此示例还说明了语法中的操作的使用制作。 此示例中插入的操作计算数量匹配括号。 注意使用声明区域来声明变量“count”和“nested_count”。 另请注意非终端如何“MatchedBraces”将其值作为函数返回值返回。
/* Copyright (c) 2006, Sun Microsystems, Inc.
* All rights reserved.
*
* Redistribution and use in source and binary forms, with or without
* modification, are permitted provided that the following conditions are met:
*
* * Redistributions of source code must retain the above copyright notice,
* this list of conditions and the following disclaimer.
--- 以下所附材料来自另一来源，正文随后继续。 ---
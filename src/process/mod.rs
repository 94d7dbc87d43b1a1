/*!
 * Process Module
 * Process records, scheduling, and lifecycle management
 */

pub mod mailbox;
pub mod manager;
pub mod manager_builder;
pub mod record;
pub mod scheduler;
pub mod table;
pub mod types;

// Re-export for convenience
pub use mailbox::{Inbox, Mailbox};
pub use manager::{Admission, ProcessManager};
pub use manager_builder::ProcessManagerBuilder;
pub use record::{ProcessRecord, ProcessSpec};
pub use scheduler::{BatchReport, CompletedProcess, Scheduler, SchedulerStats, SchedulingStrategy};
pub use table::ProcessTable;
pub use types::{ProcessState, Resource, SchedulingPolicy, StateAction, TerminationCause};
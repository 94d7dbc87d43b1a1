/*!
 * Monitoring
 * Structured tracing for simulation runs
 */

mod tracer;

pub use tracer::{generate_run_id, init_tracing, span_stage, StageSpan};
* * Redistributions in binary form must reproduce the above copyright
* notice, this list of conditions and the following disclaimer in the
* documentation and/or other materials provided with the distribution.
* * Neither the name of the Sun Microsystems, Inc. nor the names of its
* contributors may be used to endorse or promote products derived from
* this software without specific prior written permission.
*
* THIS SOFTWARE IS PROVIDED BY THE COPYRIGHT HOLDERS AND CONTRIBUTORS "AS IS"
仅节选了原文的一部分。